Why You Should Watch
Watch Bleach if you want urban fantasy with bite: katana-forward exorcism battles, a striking afterlife bureaucracy, and a power system that’s pure shounen adrenaline. Studio Pierrot and director Noriyuki Abe lean into momentum—big entrances, rivalries that snap, and set-piece fights designed to be replayed in your head. The real hook is the ensemble: Ichigo’s orbit steadily expands into a cross-faction clash of ideals, duty, and identity, giving the action emotional weight when it lands. It’s also an audio-first show—Shirou Sagisu’s score can make even a quiet stare-down feel like a headline event. If you can tolerate (or skip) substantial filler, you’ll find a long-running classic with genuine iconic DNA.
Key Characters
- KKurosaki, Ichigo(VA: Morita, Masakazu)
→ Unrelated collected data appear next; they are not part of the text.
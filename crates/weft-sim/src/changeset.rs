//! Changeset computation between environment snapshots.
//!
//! A changeset is the minimal description of what an execution did to
//! the observed scope: one entry per binding whose value differs from
//! the prior snapshot. Constants are not filtered here — hiding them is
//! a presentation concern of user-facing dumps.

use serde::Serialize;
use std::collections::BTreeMap;
use weft_types::Value;

/// One changed binding. `old` is absent for a created binding, `new`
/// for a removed one.
#[derive(Debug, Clone, PartialEq, Serialize)]
pub struct Change {
    pub name: String,
    #[serde(skip_serializing_if = "Option::is_none")]
    pub old: Option<Value>,
    #[serde(skip_serializing_if = "Option::is_none")]
    pub new: Option<Value>,
}

/// An ordered list of changed bindings.
#[derive(Debug, Clone, Default, PartialEq, Serialize)]
pub struct Changeset {
    pub changes: Vec<Change>,
}

impl Changeset {
    /// Diff two snapshots of the observed scope.
    ///
    /// `order` is the scope's declaration order and fixes the order of
    /// surviving entries; removed bindings follow in `before` order.
    pub fn diff(
        before: &BTreeMap<String, Value>,
        order: &[String],
        after: &BTreeMap<String, Value>,
    ) -> Self {
        let mut changes = Vec::new();
        for name in order {
            let old = before.get(name);
            let new = after.get(name);
            if old != new {
                changes.push(Change {
                    name: name.clone(),
                    old: old.cloned(),
                    new: new.cloned(),
                });
            }
        }
        for (name, old) in before {
            if !after.contains_key(name) {
                changes.push(Change {
                    name: name.clone(),
                    old: Some(old.clone()),
                    new: None,
                });
            }
        }
        Changeset { changes }
    }

    /// True if nothing changed.
    pub fn is_empty(&self) -> bool {
        self.changes.is_empty()
    }

    /// Number of changed bindings.
    pub fn len(&self) -> usize {
        self.changes.len()
    }

    /// Look up a change by binding name.
    pub fn get(&self, name: &str) -> Option<&Change> {
        self.changes.iter().find(|c| c.name == name)
    }

    /// Serialize to compact JSON for host consumption.
    pub fn to_json(&self) -> String {
        serde_json::to_string(self).unwrap_or_else(|_| "{}".to_string())
    }
}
A blunt, protective teen forced into the role of a Soul Reaper, Ichigo is compelling for how quickly he turns raw instinct into hard-earned resolve under supernatural pressure.
- KKuchiki, Rukia(VA: Orikasa, Fumiko)
A wounded Soul Reaper whose choices pull Ichigo into a larger afterlife conflict, Rukia balances stoic duty with a quietly human warmth that anchors the early story.
- IIshida, Uryuu(VA: Sugiyama, Noriaki)
A precision-minded rival with his own spiritual lineage, Uryuu adds tactical edge and ideological friction that sharpens the show’s team dynamics.
- IInoue, Orihime(VA: Matsuoka, Yuki)
Kind-hearted yet unexpectedly resilient, Orihime brings emotional clarity to the chaos, making the supernatural stakes feel personal rather than purely spectacular.
What Makes It Stand Out
- 1
A stylish supernatural battle identity: swordplay and super powers are staged with a distinct shounen swagger, mixing urban ghost-hunting with escalating afterlife-scale conflict.
- 2
World-building that fans repeatedly single out: the Soul Society and its squad structure (notably the Gotei 13) give the series a memorable institutional texture beyond “monster of the week.”
- 3
Shirou Sagisu’s soundtrack is a defining asset—frequently cited as a major reason to choose the anime even by viewers who otherwise recommend the manga.
- 4
An ensemble-cast engine: as more allies awaken abilities, the show shifts into a rotating spotlight format that fuels rivalries, team-ups, and long-run character fandom.
- 5
A long-running TV structure with a known tradeoff: 366 episodes allow for big emotional peaks and iconic scenes, but the high filler rate and pacing dips are the most common friction points.
Fun Facts & Trivia
- Fun fact 1
- Bleach aired from Oct 5, 2004 to Mar 27, 2012 and ran for 366 episodes, making it one of the defining long-form shounen TV adaptations of its era.
- Fun fact 2
- The anime is produced by Studio Pierrot, a studio strongly associated with major battle-shounen television series and long-running weekly schedules.
- Fun fact 3
- Two different series composition leads are credited across the run: Masashi Sogo (eps 1–212) and Kento Shimoyama (eps 317–342), reflecting how long productions often shift key staff over time.
- Fun fact 4
- Audience reception remains notably strong at scale: it holds a 7.99/10 on MyAnimeList with over 1.2 million votes and sits at #35 in popularity, underscoring its staying power even amid polarized filler debates.
- Fun fact 5
- Among database tags, Swordplay (96%) and Super Power (94%) dominate, which aligns with the show’s reputation for katana-centric showdowns and escalating ability reveals.